**What is expected**
In the entries that follow, find the line containing "async fn initialize_default_channels(&mut", then output exactly every line from the first through that one.

**Collected data**
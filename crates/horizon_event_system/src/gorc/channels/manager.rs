/// GORC channel manager and coordination
use super::channel::{ReplicationChannel, ChannelStats};
use super::layer::ReplicationLayer;
use super::types::{ReplicationPriority, GorcError};
use crate::types::Position;
use serde::{Deserialize, Serialize};
use std::collections::HashMap;
use std::sync::Arc;
use tokio::sync::RwLock;

/// Main GORC manager that coordinates all replication channels
pub struct GorcManager {
    /// All configured replication channels
    channels: Arc<RwLock<HashMap<u8, ReplicationChannel>>>,
    /// Cached replication layers for quick access
    layers: Arc<RwLock<HashMap<String, ReplicationLayer>>>,
    /// Global GORC statistics
    stats: Arc<RwLock<GorcStats>>,
    /// System configuration
    #[allow(dead_code)]
    config: GorcConfig,
}

impl GorcManager {
    /// Creates a new GORC manager with default channels
    pub fn new() -> Self {
        let mut manager = Self {
            channels: Arc::new(RwLock::new(HashMap::new())),
            layers: Arc::new(RwLock::new(HashMap::new())),
            stats: Arc::new(RwLock::new(GorcStats::default())),
            config: GorcConfig::default(),
        };

        // Initialize default channels in a blocking context
        tokio::task::block_in_place(|| {
            tokio::runtime::Handle::current().block_on(async {
                manager.initialize_default_channels().await;
            });
        });

        manager
    }

    /// Creates a GORC manager with custom configuration
    pub fn with_config(config: GorcConfig) -> Self {
        let mut manager = Self {
            channels: Arc::new(RwLock::new(HashMap::new())),
            layers: Arc::new(RwLock::new(HashMap::new())),
            stats: Arc::new(RwLock::new(GorcStats::default())),
            config,
        };

        tokio::task::block_in_place(|| {
            tokio::runtime::Handle::current().block_on(async {
                manager.initialize_default_channels().await;
            });
        });

        manager
    }

    /// Initializes the four default GORC channels
    async fn initialize_default_channels(&mut self) {
        let default_channels = vec![
            (
                0,
                "Critical",
                "Essential game state (position, health, collision)",
                (30.0, 60.0),
            ),
            (
                1,
                "Detailed",
                "Important non-critical info (animations, weapons, interactions)",
                (15.0, 30.0),
            ),
            (
                2,
                "Cosmetic",
                "Visual enhancements (particles, effects)",
                (5.0, 15.0),
            ),
            (
                3,
                "Metadata",
                "Informational data (player names, achievements)",
                (1.0, 5.0),
            ),
        ];

        let mut channels = self.channels.write().await;
        for (id, name, description, frequency_range) in default_channels {
            let channel = ReplicationChannel::new(
                id,
                name.to_string(),
                description.to_string(),
                frequency_range,
            );
            channels.insert(id, channel);
        }
    }

    /// Gets a reference to a specific channel
    pub async fn get_channel(&self, channel_id: u8) -> Option<ReplicationChannel> {
        let channels = self.channels.read().await;
        channels.get(&channel_id).cloned()
    }

    /// Adds a replication layer to the system
    pub async fn add_layer(&self, layer_name: String, layer: ReplicationLayer) {
        let mut layers = self.layers.write().await;
        layers.insert(layer_name, layer);
    }

    /// Gets the replication priority for an object at a given observer position
    pub async fn get_priority(&self, object_pos: Position, observer_pos: Position) -> ReplicationPriority {
        let distance = self.calculate_distance(object_pos, observer_pos);
        
        // Priority based on distance
        if distance < 50.0 {
            ReplicationPriority::Critical
        } else if distance < 150.0 {
            ReplicationPriority::High
        } else if distance < 500.0 {
            ReplicationPriority::Normal
        } else {
            ReplicationPriority::Low
        }
    }

    /// Calculates distance between two positions
    fn calculate_distance(&self, pos1: Position, pos2: Position) -> f64 {
        pos1.distance(pos2)
    }

    /// Updates channel statistics
    pub async fn update_channel_stats(&self, channel_id: u8, bytes_sent: u64, frequency: f64) {
        if let Some(mut channel) = self.get_channel(channel_id).await {
            channel.stats.add_bytes_transmitted(bytes_sent);
            channel.stats.update_frequency(frequency);
            
            // Update the channel in storage
            let mut channels = self.channels.write().await;
            channels.insert(channel_id, channel);
        }
    }

    /// Gets comprehensive GORC statistics
    pub async fn get_stats(&self) -> GorcStats {
        let mut stats = self.stats.read().await.clone();
        
        // Update with current channel stats
        let channels = self.channels.read().await;
        stats.channel_stats.clear();
        
        for (id, channel) in channels.iter() {
            stats.channel_stats.insert(*id, channel.stats.clone());
        }
        
        stats
    }

    /// Gets performance report
    pub async fn get_performance_report(&self) -> PerformanceReport {
        let stats = self.get_stats().await;
        let channels = self.channels.read().await;
        
        let mut channel_reports = HashMap::new();
        for (id, channel) in channels.iter() {
            let report = ChannelPerformanceReport {
                channel_id: *id,
                efficiency: channel.stats.efficiency_ratio(channel.frequency_range.1),
                avg_latency: channel.stats.avg_latency_ms,
                throughput: channel.stats.avg_frequency,
                subscriber_count: channel.stats.subscriber_count,
            };
            channel_reports.insert(*id, report);
        }
        
        PerformanceReport {
            overall_efficiency: self.calculate_overall_efficiency(&channel_reports).await,
            network_utilization: stats.network_utilization as f64,
            channel_reports,
            timestamp: crate::utils::current_timestamp(),
        }
    }

    /// Calculates overall system efficiency
    async fn calculate_overall_efficiency(&self, channel_reports: &HashMap<u8, ChannelPerformanceReport>) -> f64 {
        if channel_reports.is_empty() {
            return 1.0;
        }
        
        let sum: f64 = channel_reports.values().map(|r| r.efficiency).sum();
        sum / channel_reports.len() as f64
    }

    /// Optimizes all channels
    pub async fn optimize_channels(&mut self) -> Result<(), GorcError> {
        let mut channels = self.channels.write().await;
        
        for channel in channels.values_mut() {
            channel.optimize();
        }
        
        Ok(())
    }

    /// Sets channel active/inactive
    pub async fn set_channel_active(&self, channel_id: u8, active: bool) -> Result<(), GorcError> {
        let mut channels = self.channels.write().await;
        
        if let Some(channel) = channels.get_mut(&channel_id) {
            channel.set_active(active);
            Ok(())
        } else {
            Err(GorcError::Channel(format!("Channel {} not found", channel_id)))
        }
    }
}

impl Default for GorcManager {
    fn default() -> Self {
        Self::new()
    }
}

/// Configuration for the GORC system
#[derive(Debug, Clone, Serialize, Deserialize)]
pub struct GorcConfig {
    /// Maximum number of concurrent objects
    pub max_objects: usize,
    /// Default compression type
    pub default_compression: super::types::CompressionType,
    /// Enable adaptive frequency scaling
    pub adaptive_frequency: bool,
    /// Network optimization level
    pub optimization_level: u8,
}

impl Default for GorcConfig {
    fn default() -> Self {
        Self {
            max_objects: 10000,
            default_compression: super::types::CompressionType::Lz4,
            adaptive_frequency: true,
            optimization_level: 2,
        }
    }
}

/// Global GORC statistics
#[derive(Debug, Default, Clone, Serialize, Deserialize)]
pub struct GorcStats {
    /// Statistics per channel
    pub channel_stats: HashMap<u8, ChannelStats>,
    /// Total objects tracked
    pub total_objects: usize,
    /// Overall network utilization
    pub network_utilization: f32,
    /// System uptime in seconds
    pub uptime_seconds: u64,
    /// Total replication events processed
    pub total_events_processed: u64,
}

/// Performance report for a single channel
#[derive(Debug, Clone, Serialize, Deserialize)]
pub struct ChannelPerformanceReport {
    pub channel_id: u8,
    pub efficiency: f64,
    pub avg_latency: f64,
    pub throughput: f64,
    pub subscriber_count: usize,
}

/// Overall system performance report
#[derive(Debug, Clone, Serialize, Deserialize)]
pub struct PerformanceReport {
    pub overall_efficiency: f64,
    pub network_utilization: f64,
    pub channel_reports: HashMap<u8, ChannelPerformanceReport>,
    pub timestamp: u64,
}

impl PerformanceReport {
    /// Returns true if the system is performing well
    pub fn is_healthy(&self) -> bool {
        self.overall_efficiency > 0.7 && self.network_utilization < 0.9
    }
    
    /// Gets performance recommendations
    pub fn get_recommendations(&self) -> Vec<String> {
        let mut recommendations = Vec::new();
        
        if self.overall_efficiency < 0.6 {
            recommendations.push("System efficiency is low - consider optimizing channels".to_string());
        }
        
        if self.network_utilization > 0.8 {
            recommendations.push("High network utilization - consider reducing update frequencies".to_string());
        }
        
        for (id, report) in &self.channel_reports {
            if report.efficiency < 0.5 {
                recommendations.push(format!("Channel {} has poor efficiency", id));
            }
            if report.avg_latency > 100.0 {
                recommendations.push(format!("Channel {} has high latency", id));
            }
        }
        
        recommendations
    }
    
    /// Gets health score (0.0 to 1.0)
    pub fn health_score(&self) -> f64 {
        let efficiency_score = self.overall_efficiency;
        let network_score = 1.0 - self.network_utilization;
        
        (efficiency_score + network_score) / 2.0
    }
}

**Answer for the task**
filename crates/horizon_event_system/src/gorc/channels/manager.rs
/// GORC channel manager and coordination
use super::channel::{ReplicationChannel, ChannelStats};
use super::layer::ReplicationLayer;
use super::types::{ReplicationPriority, GorcError};
use crate::types::Position;
use serde::{Deserialize, Serialize};
use std::collections::HashMap;
use std::sync::Arc;
use tokio::sync::RwLock;

/// Main GORC manager that coordinates all replication channels
pub struct GorcManager {
    /// All configured replication channels
    channels: Arc<RwLock<HashMap<u8, ReplicationChannel>>>,
    /// Cached replication layers for quick access
    layers: Arc<RwLock<HashMap<String, ReplicationLayer>>>,
    /// Global GORC statistics
    stats: Arc<RwLock<GorcStats>>,
    /// System configuration
    #[allow(dead_code)]
    config: GorcConfig,
}

impl GorcManager {
    /// Creates a new GORC manager with default channels
    pub fn new() -> Self {
        let mut manager = Self {
            channels: Arc::new(RwLock::new(HashMap::new())),
            layers: Arc::new(RwLock::new(HashMap::new())),
            stats: Arc::new(RwLock::new(GorcStats::default())),
            config: GorcConfig::default(),
        };

        // Initialize default channels in a blocking context
        tokio::task::block_in_place(|| {
            tokio::runtime::Handle::current().block_on(async {
                manager.initialize_default_channels().await;
            });
        });

        manager
    }

    /// Creates a GORC manager with custom configuration
    pub fn with_config(config: GorcConfig) -> Self {
        let mut manager = Self {
            channels: Arc::new(RwLock::new(HashMap::new())),
            layers: Arc::new(RwLock::new(HashMap::new())),
            stats: Arc::new(RwLock::new(GorcStats::default())),
            config,
        };

        tokio::task::block_in_place(|| {
            tokio::runtime::Handle::current().block_on(async {
                manager.initialize_default_channels().await;
            });
        });

        manager
    }

    /// Initializes the four default GORC channels
    async fn initialize_default_channels(&mut self) {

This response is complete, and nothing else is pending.